Okay, I hear it now: “But what’s it mean for me?” Just look up your Sun and Ascendant sign below and then you’ll know! (I’m a poet and don’t even know it!)
Libra (Sept 23-Oct 22): Librans are channeling our inner Capricorn at this eclipse in asking “What’s in it for me?” in regards to relationship. Hang on Libra, in one more year jolly Jupiter enters our sign and maybe then we can cash in our chips--or any partners not pulling their weight, whichever’s worth more at the time.
Scorpio (Oct 23-Nov 21): Spirituality vs practicality, that is the question. And just when we thought we were on the same page as God (or Goddess, or dog which is god spelled backwards) suddenly the money gets tight. Filthy lucre wins again! Good thing we don’t mind getting our hands dirty. Kinda like it, in fact.
Sagittarius (Nov 22-Dec 20): Although winning the lottery is not out of the question at/near the time of this eclipse Sadge, bigger news for us is that Saturn has entered our sign, there to stay for the next 2 years. Saturn says, don’t spend all that money just yet ‘cause 2018 is coming. (What’s 2018 got to do with it? Hang around and we’ll find out).
Capricorn (Dec 21-Jan 19): We’re doing a lot of digging at this time Cappy. Searching for our past, gold, an escape, or maybe just a leaky pipe. Stars say that pat on the back we’re always waiting for may finally be coming. We’ll find out what it’s worth too (hint: just try paying for a gallon of milk, soy, almond, or otherwise, with it).
Aquarius (January 20-Feb 17): Saint Francis said, “Preach the gospel at all times. If necessary, use words.” What we say vs what we do is on display at this time Aquarius. Hopefully some kind of stellar alignment between the two is going on. You know, unless we’re a vocal axe-murderer. In which case, hopefully, we’re all talk, no action.
Pisces (Feb 18-March 19): If we hate it when money is the issue Pisces (and we do) then we’re gonna hate it, ‘cause money is the issue. That beats “the real vs the ideal in realms of relationship,” though, right? Because that’s the other issue. At least we won’t be bored.
Aries (March 20-April 19): We’re feeling sloppily emotional Aries. Which is better than feeling sloppily un-emotional. That’d be like being a badly dressed Vulcan or something. Just watch the scene where Spock dies in The Wrath of Khan, have a good cry, and we’ll feel better by morning. What’s that? We haven’t seen Wrath yet? Umm ... we’re feeling all sloppily annoyed at unannounced spoilers then.

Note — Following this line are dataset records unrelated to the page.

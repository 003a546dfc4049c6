//! JWT access-token generation and validation.
//!
//! Access tokens are HS256-signed JWTs containing a [`Claims`] payload.

use jsonwebtoken::{decode, encode, DecodingKey, EncodingKey, Header, Validation};
use serde::{Deserialize, Serialize};
use uuid::Uuid;

use agriops_core::types::DbId;

/// JWT claims embedded in every access token.
#[derive(Debug, Serialize, Deserialize, Clone)]
pub struct Claims {
    /// Subject -- the user's internal database id.
    pub sub: DbId,
    /// The user's role name (`"ADMIN"`, `"SUPERVISOR"`, `"WORKER"`).
    pub role: String,
    /// Expiration time (UTC Unix timestamp).
    pub exp: i64,
    /// Issued-at time (UTC Unix timestamp).
    pub iat: i64,
    /// Unique token identifier (UUID v4) for audit.
    pub jti: String,
}

/// Configuration for JWT token generation and validation.
#[derive(Debug, Clone)]
pub struct JwtConfig {
    /// HMAC-SHA256 secret used to sign and verify tokens.
    pub secret: String,
    /// Access token lifetime in hours (default: 24).
    pub access_token_expiry_hours: i64,
}

/// Default access token expiry in hours.
const DEFAULT_ACCESS_EXPIRY_HOURS: i64 = 24;

impl JwtConfig {
    /// Load JWT configuration from environment variables.
    ///
    /// | Env Var                   | Required | Default |
    /// |---------------------------|----------|---------|
    /// | `JWT_SECRET`              | **yes**  | --      |
    /// | `JWT_ACCESS_EXPIRY_HOURS` | no       | `24`    |
    ///
    /// # Panics
    ///
    /// Panics if `JWT_SECRET` is not set or is empty.
    pub fn from_env() -> Self {
        let secret =
            std::env::var("JWT_SECRET").expect("JWT_SECRET must be set in the environment");
        assert!(!secret.is_empty(), "JWT_SECRET must not be empty");

        let access_token_expiry_hours: i64 = std::env::var("JWT_ACCESS_EXPIRY_HOURS")
            .unwrap_or_else(|_| DEFAULT_ACCESS_EXPIRY_HOURS.to_string())
            .parse()
            .expect("JWT_ACCESS_EXPIRY_HOURS must be a valid i64");

        Self {
            secret,
            access_token_expiry_hours,
        }
    }
}

/// Generate an HS256 access token for the given user.
pub fn generate_access_token(
    user_id: DbId,
    role: &str,
    config: &JwtConfig,
) -> Result<String, jsonwebtoken::errors::Error> {
    let now = chrono::Utc::now().timestamp();
    let exp = now + config.access_token_expiry_hours * 3600;

    let claims = Claims {
        sub: user_id,
        role: role.to_string(),
        exp,
        iat: now,
        jti: Uuid::new_v4().to_string(),
    };

    encode(
        &Header::default(), // HS256
        &claims,
        &EncodingKey::from_secret(config.secret.as_bytes()),
    )
}

/// Validate and decode an access token, returning the embedded [`Claims`].
///
/// Validates the signature and expiration automatically.
pub fn validate_token(
    token: &str,
    config: &JwtConfig,
) -> Result<Claims, jsonwebtoken::errors::Error> {
    let token_data = decode::<Claims>(
        token,
        &DecodingKey::from_secret(config.secret.as_bytes()),
        &Validation::default(), // HS256, validates exp
    )?;
    Ok(token_data.claims)
}

#[cfg(test)]
mod tests {
    use super::*;
    use agriops_core::roles::ROLE_WORKER;

    fn test_config() -> JwtConfig {
        JwtConfig {
            secret: "unit-test-secret".to_string(),
            access_token_expiry_hours: 1,
        }
    }

    #[test]
    fn round_trip_preserves_claims() {
        let config = test_config();
        let token = generate_access_token(42, ROLE_WORKER, &config).unwrap();
        let claims = validate_token(&token, &config).unwrap();
        assert_eq!(claims.sub, 42);
        assert_eq!(claims.role, ROLE_WORKER);
        assert!(claims.exp > claims.iat);
    }

    #[test]
    fn wrong_secret_is_rejected() {
        let config = test_config();
        let token = generate_access_token(42, ROLE_WORKER, &config).unwrap();

        let other = JwtConfig {
            secret: "a-different-secret".to_string(),
            access_token_expiry_hours: 1,
        };
        assert!(validate_token(&token, &other).is_err());
    }

    #[test]
    fn garbage_token_is_rejected() {
        let config = test_config();
        assert!(validate_token("not.a.jwt", &config).is_err());
    }
}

Taurus (April 20-May 21): Voltaire said that while doubt is an uncomfortable position, certainty is an absurd one. We have the choice between being uncomfortable or absurd Taurus. Exert control in life areas that we can but if about to sprain something, let go.
Gemini (May 22-April 20): A sacrifice in name of the greater good is called for at this time Gem. This could be anything from signing up for a 6 month stint of helping the poor to keeping our opinions to ourselves for the time being. The latter being impossible, where’s the sign up sheet again?
Cancer (June 21-July 21): We say “Busy as a beaver,” because beavers are the only animal as obsessed with home improvement projects as man. The difference being, beavers don’t have to hit Home Depot to procure materials. Home, family, foundations are all on our mind right now. The board feet we could get out of our neighbor’s trees might be on our mind right now too, but best ignore that one.
Leo (July 22-August 22): Richard Lion-heart is famed as the “good” king of England, vs evil brother King John, who was plagued by Robin Hood. Crazy thing is, after childhood Richard rarely set foot in England, and bankrupted the country restlessly going on crusades to boot. We’re restless these days too Leo. Just take care not to spend all our cash or forget the folks back home.
Virgo (August 23-Sept 22): Our vision collides with another’s Virgo. We don’t mind, unless it involves money. So we’re gonna mind, because it does. If only everyone would allocate resources the way we see fit, we could all get on with our lives and avoid these messy dilemmas.